After years of saving and planning, our dream to overland through Africa is finally becoming a reality. Along with our Land Cruiser, Michael Buble, we will be travelling through our beautiful continent for 6 months! Woohoo!

About Us

We have been married for two busy years and have lived in Johannesburg all our lives. Ang is a Speech Therapist and Grant, an Environmental Consultant. We both love the outdoors and have dreamt of travelling through Africa together before we were even together (sort of). Please keep in touch and let us know your news. Hope you enjoy the journey with us.

Monday, August 1, 2011

Homeward bound: Kosi Bay to Cozy Jozi

Well, here we are; sitting in our lounge, preparing to post our final blog entry five whole weeks since we arrived back in Joburg.
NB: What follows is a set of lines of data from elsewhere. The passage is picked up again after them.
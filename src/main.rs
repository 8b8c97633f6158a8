use anyhow::Result;
use clap::Parser;
use dolly_packer::cli::Cli;

fn main() -> Result<()> {
    tracing_subscriber::fmt()
        .with_env_filter(
            tracing_subscriber::EnvFilter::from_default_env()
                .add_directive("dolly_packer=info".parse()?),
        )
        .init();

    let cli = Cli::parse();
    cli.run()
}
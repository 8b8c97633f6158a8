// ============================================================
// Layer 1 — CLI / Presentation Layer
// ============================================================
// Parses command line arguments with clap and routes them to the
// application layer. Printing results happens here and only here.
//
//   1. `prepare` — build a packed dataset from a JSONL file
//   2. `inspect` — verify a packed dataset on disk

pub mod commands;

use anyhow::Result;
use clap::Parser;
use commands::{Commands, InspectArgs, PrepareArgs};

#[derive(Parser, Debug)]
#[command(
    name = "dolly-packer",
    version,
    about = "Pack instruction datasets into fixed-length causal-LM training blocks."
)]
pub struct Cli {
    #[command(subcommand)]
    pub command: Commands,
}

impl Cli {
    pub fn run(self) -> Result<()> {
        match self.command {
            Commands::Prepare(args) => run_prepare(args),
            Commands::Inspect(args) => run_inspect(args),
        }
    }
}

fn run_prepare(args: PrepareArgs) -> Result<()> {
    use crate::application::prepare_use_case::PrepareUseCase;

    tracing::info!("Preparing dataset from: {}", args.input);
    let output_dir = args.output_dir.clone();

    let summary = PrepareUseCase::new(args.into()).execute()?;

    println!(
        "Packed {} records into {} blocks ({} tokens dropped). Output: {}",
        summary.records, summary.blocks, summary.dropped_tokens, output_dir
    );
    Ok(())
}

fn run_inspect(args: InspectArgs) -> Result<()> {
    use crate::application::inspect_use_case::InspectUseCase;

    let report = InspectUseCase::new(&args.output_dir).execute()?;

    println!("{}", serde_json::to_string_pretty(&report)?);
    Ok(())
}
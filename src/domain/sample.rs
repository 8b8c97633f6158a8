// ============================================================
// Layer 3 — InstructionSample Domain Type
// ============================================================
// One record of an instruction-following dataset in the
// databricks-dolly-15k layout:
//
//   {
//     "instruction": "What is world of warcraft",
//     "context":     "",
//     "response":    "World of warcraft is a massive online ...",
//     "category":    "open_qa"
//   }
//
// `context` is optional in practice — many records leave it
// empty, and some exports drop the key entirely — so it
// defaults to an empty string. `category` is carried only for
// traceability; it never reaches the prompt.
//
// Reference: Rust Book §5 (Structs and Methods)
//            serde documentation (field attributes)

use serde::{Deserialize, Serialize};

/// A single instruction / optional context / response triple.
#[derive(Debug, Clone, PartialEq, Eq, Serialize, Deserialize)]
pub struct InstructionSample {
    /// The task the model is asked to perform
    pub instruction: String,

    /// Optional supporting passage; empty when the task has none
    #[serde(default)]
    pub context: String,

    /// The reference answer the model should learn to produce
    pub response: String,

    /// Dataset category label (e.g. "closed_qa"), if present
    #[serde(default, skip_serializing_if = "Option::is_none")]
    pub category: Option<String>,
}

impl InstructionSample {
    /// Create a sample without a category label.
    pub fn new(
        instruction: impl Into<String>,
        context:     impl Into<String>,
        response:    impl Into<String>,
    ) -> Self {
        Self {
            instruction: instruction.into(),
            context:     context.into(),
            response:    response.into(),
            category:    None,
        }
    }

    /// True when the sample carries a non-empty context passage
    pub fn has_context(&self) -> bool {
        !self.context.is_empty()
    }
}
// ============================================================
// Layer 6 — Block Store
// ============================================================
// Persists the packed dataset and the configuration it was
// produced with.
//
// File layout:
//   lm_dataset/
//     blocks.jsonl          ← one packed block per line
//     prepare_config.json   ← PrepareConfig used for the run
//     packing_metrics.csv   ← written by MetricsLogger
//
// Each line of blocks.jsonl is a flat object keyed by field:
//   {"attention_mask":[1,1,...],"input_ids":[1,835,...],"labels":[1,835,...]}
//
// Why save the config?
//   `inspect` needs the block length to verify the output, and
//   a trainer reading the dataset later should know how it was
//   cut without guessing from the first row.

use anyhow::{Context, Result};
use std::{
    collections::BTreeMap,
    fs::{self, File},
    io::{BufRead, BufReader, BufWriter, Write},
    path::{Path, PathBuf},
};

use crate::application::prepare_use_case::PrepareConfig;
use crate::data::packer::PackedBatch;

pub const BLOCKS_FILE: &str = "blocks.jsonl";
pub const CONFIG_FILE: &str = "prepare_config.json";

/// One block as read back from disk: field name → token values
pub type StoredBlock = BTreeMap<String, Vec<u32>>;

/// Owns the output directory of a preparation run.
pub struct BlockStore {
    dir: PathBuf,
}

impl BlockStore {
    pub fn new(dir: impl Into<PathBuf>) -> Self {
        Self { dir: dir.into() }
    }

    pub fn dir(&self) -> &Path {
        &self.dir
    }

    pub fn blocks_path(&self) -> PathBuf {
        self.dir.join(BLOCKS_FILE)
    }

    /// Create the output directory and start a fresh blocks file.
    /// Any blocks from a previous run are truncated.
    pub fn create_writer(&self) -> Result<BlockWriter> {
        fs::create_dir_all(&self.dir)
            .with_context(|| format!("Cannot create output dir '{}'", self.dir.display()))?;

        let path = self.blocks_path();
        let file = File::create(&path)
            .with_context(|| format!("Cannot create '{}'", path.display()))?;

        Ok(BlockWriter { out: BufWriter::new(file), path, written: 0 })
    }

    /// Remove the config of a previous run. A run calls this before
    /// touching blocks.jsonl, so a config on disk always belongs to
    /// a run that finished.
    pub fn clear_config(&self) -> Result<()> {
        let path = self.dir.join(CONFIG_FILE);
        match fs::remove_file(&path) {
            Ok(()) => {
                tracing::debug!("Removed stale config '{}'", path.display());
                Ok(())
            }
            Err(e) if e.kind() == std::io::ErrorKind::NotFound => Ok(()),
            Err(e) => Err(e)
                .with_context(|| format!("Cannot remove stale config '{}'", path.display())),
        }
    }

    pub fn save_config(&self, cfg: &PrepareConfig) -> Result<()> {
        let path = self.dir.join(CONFIG_FILE);
        let json = serde_json::to_string_pretty(cfg)?;

        fs::write(&path, json)
            .with_context(|| format!("Cannot write config to '{}'", path.display()))?;

        tracing::debug!("Saved prepare config to '{}'", path.display());
        Ok(())
    }

    pub fn load_config(&self) -> Result<PrepareConfig> {
        let path = self.dir.join(CONFIG_FILE);

        let json = fs::read_to_string(&path).with_context(|| {
            format!(
                "Cannot read config from '{}'. \
                 Make sure you have run 'prepare' before 'inspect'.",
                path.display()
            )
        })?;

        serde_json::from_str(&json)
            .with_context(|| format!("Malformed config '{}'", path.display()))
    }

    /// Stream stored blocks in file order as `(line_number, block)`.
    pub fn read_blocks(&self) -> Result<impl Iterator<Item = Result<(usize, StoredBlock)>>> {
        let path = self.blocks_path();
        let file = File::open(&path)
            .with_context(|| format!("Cannot open '{}'", path.display()))?;

        Ok(BufReader::new(file)
            .lines()
            .enumerate()
            .map(move |(i, line)| {
                let line_no = i + 1;
                let line    = line.with_context(|| {
                    format!("Cannot read line {} of '{}'", line_no, path.display())
                })?;
                let block = serde_json::from_str::<StoredBlock>(&line).with_context(|| {
                    format!("Malformed block on line {} of '{}'", line_no, path.display())
                })?;
                Ok((line_no, block))
            }))
    }
}

/// Appends packed blocks to `blocks.jsonl`.
pub struct BlockWriter {
    out:     BufWriter<File>,
    path:    PathBuf,
    written: usize,
}

impl BlockWriter {
    /// Write every block of `batch`; returns how many were written.
    pub fn write_batch(&mut self, batch: &PackedBatch) -> Result<usize> {
        for block in batch.blocks() {
            serde_json::to_writer(&mut self.out, &block)?;
            self.out.write_all(b"\n")?;
        }
        self.written += batch.block_count();
        Ok(batch.block_count())
    }

    /// Flush buffered output; returns the total number of blocks.
    pub fn finish(mut self) -> Result<usize> {
        self.out
            .flush()
            .with_context(|| format!("Cannot flush '{}'", self.path.display()))?;
        Ok(self.written)
    }
}
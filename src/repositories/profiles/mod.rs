//! 사용자 프로필 리포지토리 모듈

pub mod profile_repository;

pub use profile_repository::ProfileRepository;
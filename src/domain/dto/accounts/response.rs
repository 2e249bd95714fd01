//! 계정 관련 응답 DTO
//!
//! 클라이언트로 내려가는 응답 본문을 정의합니다.
//! 모바일/웹 클라이언트와의 호환을 위해 camelCase 키를 사용합니다.

use serde::Serialize;

use crate::domain::dto::firebase::response::{
    IdpSignInResponse, PhoneSignInResponse, RefreshExchangeResponse, SignInResponse,
};
use crate::domain::models::accounts::user_record::UserRecord;

/// 액세스/리프레시 토큰 쌍 응답
///
/// 로그인 계열 엔드포인트와 토큰 갱신 엔드포인트의 공통 응답 형식입니다.
#[derive(Debug, Clone, Serialize)]
#[serde(rename_all = "camelCase")]
pub struct TokenPairResponse {
    /// Firebase ID 토큰 (이후 요청의 Bearer 토큰으로 사용)
    pub access_token: String,
    /// 만료 시 새 토큰 쌍으로 교환할 수 있는 리프레시 토큰
    pub refresh_token: String,
}

impl From<SignInResponse> for TokenPairResponse {
    fn from(response: SignInResponse) -> Self {
        Self {
            access_token: response.id_token,
            refresh_token: response.refresh_token,
        }
    }
}

impl From<IdpSignInResponse> for TokenPairResponse {
    fn from(response: IdpSignInResponse) -> Self {
        Self {
            access_token: response.id_token,
            refresh_token: response.refresh_token,
        }
    }
}

impl From<PhoneSignInResponse> for TokenPairResponse {
    fn from(response: PhoneSignInResponse) -> Self {
        Self {
            access_token: response.id_token,
            refresh_token: response.refresh_token,
        }
    }
}

impl From<RefreshExchangeResponse> for TokenPairResponse {
    fn from(response: RefreshExchangeResponse) -> Self {
        Self {
            access_token: response.id_token,
            refresh_token: response.refresh_token,
        }
    }
}

/// Firebase 계정 레코드 응답
///
/// 이메일 확인 완료 후 갱신된 계정 상태를 내려줄 때 사용합니다.
#[derive(Debug, Clone, Serialize)]
#[serde(rename_all = "camelCase")]
pub struct AccountRecordResponse {
    pub uid: String,
    pub email: Option<String>,
    pub email_verified: bool,
    pub display_name: Option<String>,
    #[serde(rename = "photoURL")]
    pub photo_url: Option<String>,
    pub phone_number: Option<String>,
    pub disabled: bool,
}

impl From<UserRecord> for AccountRecordResponse {
    fn from(record: UserRecord) -> Self {
        Self {
            uid: record.local_id,
            email: record.email,
            email_verified: record.email_verified,
            display_name: record.display_name,
            photo_url: record.photo_url,
            phone_number: record.phone_number,
            disabled: record.disabled,
        }
    }
}

#[cfg(test)]
mod tests {
    use super::*;

    #[test]
    fn test_token_pair_serializes_with_camel_case_keys() {
        let pair = TokenPairResponse {
            access_token: "id-token".to_string(),
            refresh_token: "refresh-token".to_string(),
        };

        let json = serde_json::to_value(&pair).unwrap();
        assert_eq!(json["accessToken"], "id-token");
        assert_eq!(json["refreshToken"], "refresh-token");
    }

    #[test]
    fn test_token_pair_from_sign_in_response() {
        let response = SignInResponse {
            local_id: "uid-1".to_string(),
            id_token: "id-token".to_string(),
            refresh_token: "refresh-token".to_string(),
            email: Some("user@example.com".to_string()),
            display_name: None,
            expires_in: Some("3600".to_string()),
        };

        let pair = TokenPairResponse::from(response);
        assert_eq!(pair.access_token, "id-token");
        assert_eq!(pair.refresh_token, "refresh-token");
    }

    #[test]
    fn test_account_record_response_from_user_record() {
        let record = UserRecord {
            local_id: "uid-1".to_string(),
            email: Some("user@example.com".to_string()),
            email_verified: true,
            display_name: Some("홍길동".to_string()),
            photo_url: None,
            phone_number: None,
            disabled: false,
            valid_since: None,
        };

        let response = AccountRecordResponse::from(record);
        assert_eq!(response.uid, "uid-1");
        assert!(response.email_verified);

        let json = serde_json::to_value(&response).unwrap();
        assert_eq!(json["emailVerified"], true);
        assert!(json.get("photoURL").is_some());
    }
}
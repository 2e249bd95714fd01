//! Identity Toolkit REST 클라이언트
//!
//! Firebase Authentication의 공개 엔드포인트(`accounts:*`)를 호출합니다.
//! 모든 요청은 웹 API 키로 인증되며, 자격 증명 검증·토큰 발급·이메일 발송은
//! 전부 Firebase가 수행합니다. 이 클라이언트는 요청 본문을 조립하고
//! 응답을 타입으로 해석하는 것 외의 로직을 갖지 않습니다.
//!
//! # 엔드포인트 매핑
//!
//! | 메서드 | Identity Toolkit 액션 |
//! |--------|----------------------|
//! | [`sign_up`](IdentityClient::sign_up) | `accounts:signUp` |
//! | [`sign_in_with_password`](IdentityClient::sign_in_with_password) | `accounts:signInWithPassword` |
//! | [`sign_in_with_idp`](IdentityClient::sign_in_with_idp) | `accounts:signInWithIdp` |
//! | [`sign_in_with_phone_number`](IdentityClient::sign_in_with_phone_number) | `accounts:signInWithPhoneNumber` |
//! | [`send_password_reset_email`](IdentityClient::send_password_reset_email) | `accounts:sendOobCode` |
//! | [`send_verification_email`](IdentityClient::send_verification_email) | `accounts:sendOobCode` |
//! | [`check_action_code`](IdentityClient::check_action_code) | `accounts:resetPassword` (조회) |
//! | [`confirm_password_reset`](IdentityClient::confirm_password_reset) | `accounts:resetPassword` (확정) |

use serde::de::DeserializeOwned;
use serde_json::json;

use crate::config::{FirebaseConfig, SocialProvider};
use crate::domain::dto::firebase::response::{
    ActionCodeInfo, IdpSignInResponse, PhoneSignInResponse, SignInResponse,
};
use crate::errors::{AppError, AppResult};

/// OOB 코드 발송 시 이메일 템플릿 언어를 지정하는 헤더
const FIREBASE_LOCALE_HEADER: &str = "X-Firebase-Locale";

/// Identity Toolkit REST 클라이언트
///
/// 상태가 없는 얇은 래퍼이므로 `reqwest::Client`(내부 커넥션 풀) 하나만 가집니다.
/// 부팅 시 `ServiceLocator`에 등록되어 [`AccountService`]에 주입됩니다.
///
/// [`AccountService`]: crate::services::accounts::account_service::AccountService
pub struct IdentityClient {
    http: reqwest::Client,
}

impl IdentityClient {
    pub fn new() -> Self {
        Self {
            http: reqwest::Client::new(),
        }
    }

    /// 이메일/비밀번호로 새 계정을 생성합니다.
    ///
    /// 생성과 동시에 ID 토큰이 발급되지만, 계정 생성 흐름은 생성 직후
    /// 별도의 로그인 호출로 받은 토큰 쌍을 클라이언트에게 반환합니다.
    pub async fn sign_up(
        &self,
        email: &str,
        password: &str,
        display_name: &str,
    ) -> AppResult<SignInResponse> {
        self.post(
            "signUp",
            json!({
                "email": email,
                "password": password,
                "displayName": display_name,
                "returnSecureToken": true,
            }),
            None,
        )
        .await
    }

    /// 이메일/비밀번호로 로그인합니다.
    ///
    /// 비밀번호 검증은 Firebase가 수행하며, 실패 시 `INVALID_PASSWORD` 등의
    /// 에러 메시지가 [`AppError::ExternalServiceError`]로 전파됩니다.
    pub async fn sign_in_with_password(
        &self,
        email: &str,
        password: &str,
    ) -> AppResult<SignInResponse> {
        self.post(
            "signInWithPassword",
            json!({
                "email": email,
                "password": password,
                "returnSecureToken": true,
            }),
            None,
        )
        .await
    }

    /// 소셜 공급자(Google/Facebook)의 자격 증명으로 로그인합니다.
    ///
    /// OAuth 자격 증명 교환과 계정 연결은 Firebase가 수행합니다.
    /// `postBody` 형식은 공급자마다 다르며 [`SocialProvider::post_body`]가 조립합니다.
    pub async fn sign_in_with_idp(
        &self,
        provider: SocialProvider,
        token: &str,
    ) -> AppResult<IdpSignInResponse> {
        self.post(
            "signInWithIdp",
            json!({
                "postBody": provider.post_body(token),
                "requestUri": "http://localhost",
                "returnSecureToken": true,
                "returnIdpCredential": true,
            }),
            None,
        )
        .await
    }

    /// SMS 인증 세션과 코드로 전화번호 로그인을 수행합니다.
    ///
    /// `session_info`는 클라이언트 SDK의 SMS 발송 단계에서 받은 값입니다.
    /// SMS 발송과 코드 대조는 전부 Firebase의 전화 인증 프로토콜이 담당합니다.
    pub async fn sign_in_with_phone_number(
        &self,
        session_info: &str,
        code: &str,
    ) -> AppResult<PhoneSignInResponse> {
        self.post(
            "signInWithPhoneNumber",
            json!({
                "sessionInfo": session_info,
                "code": code,
            }),
            None,
        )
        .await
    }

    /// 비밀번호 재설정 이메일 발송을 요청합니다.
    pub async fn send_password_reset_email(&self, email: &str) -> AppResult<()> {
        self.post::<serde_json::Value>(
            "sendOobCode",
            json!({
                "requestType": "PASSWORD_RESET",
                "email": email,
            }),
            None,
        )
        .await?;

        Ok(())
    }

    /// 이메일 소유 확인 메일 발송을 요청합니다.
    ///
    /// `language`가 주어지면 `X-Firebase-Locale` 헤더로 전달되어
    /// 해당 언어의 이메일 템플릿이 사용됩니다.
    pub async fn send_verification_email(
        &self,
        id_token: &str,
        language: Option<&str>,
    ) -> AppResult<()> {
        self.post::<serde_json::Value>(
            "sendOobCode",
            json!({
                "requestType": "VERIFY_EMAIL",
                "idToken": id_token,
            }),
            language,
        )
        .await?;

        Ok(())
    }

    /// OOB 코드를 소모하지 않고 메타데이터(작업 유형, 대상 이메일)를 조회합니다.
    ///
    /// `accounts:resetPassword`에 `oobCode`만 보내면 조회 모드로 동작합니다.
    pub async fn check_action_code(&self, oob_code: &str) -> AppResult<ActionCodeInfo> {
        self.post(
            "resetPassword",
            json!({
                "oobCode": oob_code,
            }),
            None,
        )
        .await
    }

    /// 재설정 코드와 새 비밀번호로 비밀번호 변경을 확정합니다.
    pub async fn confirm_password_reset(
        &self,
        oob_code: &str,
        new_password: &str,
    ) -> AppResult<()> {
        self.post::<serde_json::Value>(
            "resetPassword",
            json!({
                "oobCode": oob_code,
                "newPassword": new_password,
            }),
            None,
        )
        .await?;

        Ok(())
    }

    /// Identity Toolkit의 `accounts:{action}` 엔드포인트로 POST 요청을 보냅니다.
    ///
    /// 실패 응답의 에러 메시지는 그대로 [`AppError::ExternalServiceError`]에
    /// 담겨 400으로 전파됩니다.
    async fn post<T: DeserializeOwned>(
        &self,
        action: &str,
        body: serde_json::Value,
        locale: Option<&str>,
    ) -> AppResult<T> {
        let url = format!(
            "{}/accounts:{}?key={}",
            FirebaseConfig::identity_base_url(),
            action,
            FirebaseConfig::api_key()
        );

        let mut request = self.http.post(&url).json(&body);
        if let Some(language) = locale {
            request = request.header(FIREBASE_LOCALE_HEADER, language);
        }

        let response = request.send().await.map_err(|e| {
            AppError::ExternalServiceError(format!("Identity Toolkit 요청 실패: {}", e))
        })?;

        if !response.status().is_success() {
            let body = response.text().await.unwrap_or_default();
            let message = super::extract_error_message(&body);
            log::warn!("Identity Toolkit 거부 (accounts:{}): {}", action, message);
            return Err(AppError::ExternalServiceError(message));
        }

        response.json::<T>().await.map_err(|e| {
            AppError::ExternalServiceError(format!("Identity Toolkit 응답 해석 실패: {}", e))
        })
    }
}

impl Default for IdentityClient {
    fn default() -> Self {
        Self::new()
    }
}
Time flies in this city.

We told some small white lies in our last post regarding the specifics of our return home because we were planning on surprising a heavily pregnant Lisa and Steven on the 25th June. After two lovely nights at Craig and Nadia's spot in Mangusi Hospital, Kosi bay, we woke early and embarked on the very very last road trip of our amazing journey.

We listened to all our favourite trip songs and got lost in our thoughts as we prepared ourselves for 'going home'. The sight of the fully completed N4 and N3 highways was impressive. The world-class quality of our city struck us in comparison to the cities we have driven through and stayed in over the past 6 months. We felt quite proud actually.

With bubbling excitement we pulled into the driveway of Lisa and Steven's complex and begged the security guard to let us in so we could surprise them. My likeness to Lisa stood in our favour and he let us in! After a series of knocks on their door, we were faced with a stunned Steven and were run into by a bowling-ball Lisa! We surprised them fully and it was so wonderful to see them and catch up after 6 months. Four days later our beautiful niece, June Valerie Barrett arrived, and we are completey in-love with her!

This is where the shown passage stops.